David McDermott, MD, associate professor of Medicine at Harvard Medical School and director of the Biologic Therapy Program at Beth Israel Deaconess Medical Center, cited experience in melanoma with patients who have deep and durable responses to ipilimumab as a reason for selecting the ipilimumab/nivolumab regimen. Hans Hammers, MD, PhD, an assistant professor of Oncology at the Sidney Kimmel Comprehensive Cancer Center and Johns Hopkins Medicine, concurred with McDermott, citing positive results with the combination in RCC from the CheckMate-016 trial.

Guru Sonpavde, MD, associate professor of Medicine, director of Urologic Malignancies, UAB School of medicine, also selected dual checkpoint blockade, but warned against a “one-size-fits-all” approach. “I like the idea of ipilimumab plus nivolumab in patients with good performance status, but I think there will be a big subset of patients in the community that will not qualify for the combination. I really think there will be a two-tiered approach—maybe [going] with sequential single-agent therapy [in patients with a higher ECOG performance status].”

Neeraj Agarwal, MD, associate professor in the Division of Oncology, Department of Medicine, director of the Genitourinary Medical Oncology Program, Huntsman Cancer Institute at the University of Utah, opted for VEGF plus PD-1 inhibition, noting that there is no way to know if patients will have a durable response on the ipilimumab/nivolumab regimen, and treatment with VEGF + PD-1 inhibition provides patients with the opportunity to have an immediate and durable response.

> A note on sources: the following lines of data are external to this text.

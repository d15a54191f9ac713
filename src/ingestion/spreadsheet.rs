#![cfg(feature = "excel")]

use std::path::{Path, PathBuf};

use calamine::{open_workbook_auto, Data, Reader};

use crate::error::{IngestError, IngestResult};

use super::convert::csv_sibling_path;

/// Convert the first sheet of a workbook to a CSV sibling.
///
/// Behavior:
/// - Opens the workbook and takes the first sheet
/// - Detects the first non-empty row as the header row
/// - Writes the header row and everything below it as rendered text
///
/// The loader re-infers cell types from the rendered text, same as for a
/// native CSV drop.
pub fn spreadsheet_to_csv(path: impl AsRef<Path>) -> IngestResult<PathBuf> {
    let path = path.as_ref();
    let mut workbook = open_workbook_auto(path)?;

    let sheet = workbook
        .sheet_names()
        .first()
        .cloned()
        .ok_or_else(|| IngestError::NotTabular {
            message: "workbook has no sheets".to_string(),
        })?;
    let range = workbook.worksheet_range(&sheet)?;

    let header_row_idx = range
        .rows()
        .position(|row| row.iter().any(|c| !matches!(c, Data::Empty)))
        .ok_or_else(|| IngestError::NotTabular {
            message: format!("sheet '{sheet}' has no non-empty rows"),
        })?;

    let out = csv_sibling_path(path);
    let mut writer = csv::Writer::from_path(&out)?;
    for row in range.rows().skip(header_row_idx) {
        let record: Vec<String> = row.iter().map(cell_to_csv_string).collect();
        writer.write_record(&record)?;
    }
    writer.flush()?;
    Ok(out)
}

fn cell_to_csv_string(c: &Data) -> String {
    match c {
        Data::String(s) => s.clone(),
        Data::Int(i) => i.to_string(),
        Data::Float(f) => {
            // `i64::MAX as f64` rounds up to 2^63, so `<` keeps the cast exact.
            if f.fract() == 0.0 && *f >= i64::MIN as f64 && *f < i64::MAX as f64 {
                (*f as i64).to_string()
            } else {
                f.to_string()
            }
        }
        Data::Bool(b) => b.to_string(),
        Data::DateTime(dt) => dt.to_string(),
        Data::DateTimeIso(s) => s.clone(),
        Data::DurationIso(s) => s.clone(),
        Data::Error(e) => format!("{e:?}"),
        Data::Empty => String::new(),
    }
}
//! Run the ingestion handler locally against a base directory.
//!
//! Usage: `local_run [BASE_DIR] [EVENT_JSON_FILE]`
//!
//! `BASE_DIR` defaults to the current directory; the handler scans
//! `BASE_DIR/ingestion` and publishes `BASE_DIR/ingestion/employee_data.parquet`.
//! The optional event file holds an `IngestRequest` payload; without one a
//! canned local test event is used.

use std::env;
use std::fs;
use std::path::{Path, PathBuf};
use std::process::ExitCode;
use std::sync::Arc;

use employee_ingest::handler::{handle, IngestConfig, IngestRequest, ScraperInput};
use employee_ingest::ingestion::IngestOptions;
use employee_ingest::observability::StdOutObserver;

fn main() -> ExitCode {
    let mut args = env::args().skip(1);
    let base = args
        .next()
        .map(PathBuf::from)
        .unwrap_or_else(|| PathBuf::from("."));
    let event_path = args.next().map(PathBuf::from);

    let request = match event_path {
        Some(path) => match read_event(&path) {
            Ok(request) => request,
            Err(message) => {
                eprintln!("cannot read event file '{}': {message}", path.display());
                return ExitCode::FAILURE;
            }
        },
        None => IngestRequest {
            scraper_input: ScraperInput {
                scraper_name: "csv_100".to_string(),
                run_scraper_id: "100".to_string(),
            },
        },
    };

    let config = IngestConfig::from_base_dir(&base);
    let options = IngestOptions {
        observer: Some(Arc::new(StdOutObserver::default())),
        ..Default::default()
    };

    let response = handle(&config, &request, &options);
    match serde_json::to_string_pretty(&response) {
        Ok(json) => println!("{json}"),
        Err(_) => println!("{response:?}"),
    }

    if response.status_code == 200 {
        ExitCode::SUCCESS
    } else {
        ExitCode::FAILURE
    }
}

fn read_event(path: &Path) -> Result<IngestRequest, String> {
    let text = fs::read_to_string(path).map_err(|e| e.to_string())?;
    serde_json::from_str(&text).map_err(|e| e.to_string())
}
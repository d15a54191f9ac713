//! Ingestion stages and the pipeline that drives them.
//!
//! Most callers go through [`crate::handler::handle`]; [`pipeline::run`] is
//! the typed core underneath it. The individual stages are public for
//! embedders that need only part of the flow:
//!
//! - [`locate`]: select the source file from the ingestion directory
//! - [`convert`]: normalize spreadsheet/JSON sources to a CSV sibling
//! - [`load`]: CSV into a typed [`crate::types::Table`] (ISO-8859-1 decode, type inference)
//! - [`markup`]: strip the `html_content` column to plain text
//! - [`pipeline`]: orchestration, options, observer reporting

pub mod convert;
pub mod load;
pub mod locate;
pub mod markup;
pub mod pipeline;
#[cfg(feature = "excel")]
pub mod spreadsheet;

pub use convert::{convert_to_csv, csv_sibling_path, json_to_csv};
pub use load::{load_table, read_csv_table, read_csv_table_from_reader};
pub use locate::{locate_source, LocatedSource, SourceKind};
pub use markup::{markup_to_text, strip_markup_column, MARKUP_COLUMN};
pub use pipeline::{run, IngestOptions, IngestReport};
#[cfg(feature = "excel")]
pub use spreadsheet::spreadsheet_to_csv;
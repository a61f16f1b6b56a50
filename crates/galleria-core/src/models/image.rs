use chrono::{DateTime, Utc};
use serde::{Deserialize, Serialize};
use serde_json::Value as JsonValue;
use uuid::Uuid;

#[cfg(feature = "sqlx")]
use sqlx::FromRow;

/// Catalog image record. Created exactly once per successfully processed
/// upload; never mutated by the pipeline afterwards (later edits are a
/// UI-layer concern).
#[derive(Debug, Clone, Serialize, Deserialize)]
#[cfg_attr(feature = "sqlx", derive(FromRow))]
pub struct ImageRecord {
    pub id: Uuid,
    pub title: String,
    pub description: String,
    pub file_name: String,
    pub uploaded_at: DateTime<Utc>,
    pub created_at: DateTime<Utc>,
    pub updated_at: DateTime<Utc>,
    pub content_type: String,
    pub source_key: String,
    pub thumbnail_key: String,
    pub width: i32,
    pub height: i32,
    pub file_size: i64,
    /// Serialized capture metadata (EXIF); `{}` when the source carried none.
    pub capture_metadata: JsonValue,
}

/// Fields the pipeline supplies for a new image record. The catalog writer
/// generates the id and a single timestamp instant for the created/updated/
/// uploaded columns.
#[derive(Debug, Clone)]
pub struct NewImage {
    pub title: String,
    pub description: String,
    pub file_name: String,
    pub content_type: String,
    pub source_key: String,
    pub thumbnail_key: String,
    pub width: i32,
    pub height: i32,
    pub file_size: i64,
    pub capture_metadata: JsonValue,
}

#[cfg(test)]
mod tests {
    use super::*;

    #[test]
    fn image_record_serde_round_trip() {
        let now = Utc::now();
        let record = ImageRecord {
            id: Uuid::new_v4(),
            title: "Sunset".to_string(),
            description: String::new(),
            file_name: "abc-photo.jpg".to_string(),
            uploaded_at: now,
            created_at: now,
            updated_at: now,
            content_type: "image/jpeg".to_string(),
            source_key: "uploads/abc-photo.jpg".to_string(),
            thumbnail_key: "thumbnails/abc-photo.jpg".to_string(),
            width: 1920,
            height: 1080,
            file_size: 204800,
            capture_metadata: serde_json::json!({"Model": "NIKON D750"}),
        };

        let json = serde_json::to_string(&record).unwrap();
        let back: ImageRecord = serde_json::from_str(&json).unwrap();
        assert_eq!(back.id, record.id);
        assert_eq!(back.title, "Sunset");
        assert_eq!(back.thumbnail_key, "thumbnails/abc-photo.jpg");
        assert_eq!(back.capture_metadata["Model"], "NIKON D750");
    }
}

The final panelist, Tian Zhang, MD, a medical oncologist and a medical instructor at the Duke University School of Medicine, said that though she would like to select “other” for vaccine therapy, she thinks that the optimal treatment is likely patient specific: some patients will “certainly have longer responses on VEGF inhibitors, but it will really depend on the patients and their own criteria,” in deciding which treatment is best for them. On a population level, however, she selected the ipilimumab/nivolumab regimen for the duration in response.

Following the panel discussion, the floor was opened for questions from the audience. Expanding on earlier discussion, an audience member asked if, in the absence of toxicity and progression, patients have a deep response to a drug like ipilimumab or nivolumab, what the duration of therapy should be before consideration is given to taking patients off the drug.

In response, McDermott pointed out that there are not many data to guide practice. The phase I studies of nivolumab in RCC only had about 30 patients at the 2-year point when the drug was stopped. In contrast, the melanoma cohort at 2 years had closer to 100 patients. When these patients stopped at 2 years, some of them progressed, and only a subset was responsive to nivolumab when it was reintroduced.

Compared to melanoma studies, the kidney cancer response rate is lower, as is the number of patients who continue to respond off drug. For this reason, there will be a group of patients who come off therapy, progress, and are then unable to respond to salvage treatment.

Another audience member voiced disappointment that the panelists were not convinced that by 2020, physicians would be able to select appropriate treatment based on the patient profiles. Panelists countered that they do believe that they will be able to identify patients most likely to benefit from single-agent PD-1 therapy or VEGF TKIs. Even if combination therapies become first-line therapies, if there is a predictive marker, panelists indicated they would use single-agent PD-1.

“With better technologies and newer samples, I think we can come up with signatures for treatments,” commented McDermott.

Overall, panelists agreed upon the importance of investigating prognostic markers in order to prevent overtreatment or incorrect treatment of RCC and expressed enthusiasm for the forthcoming data on combination therapy selection and sequencing.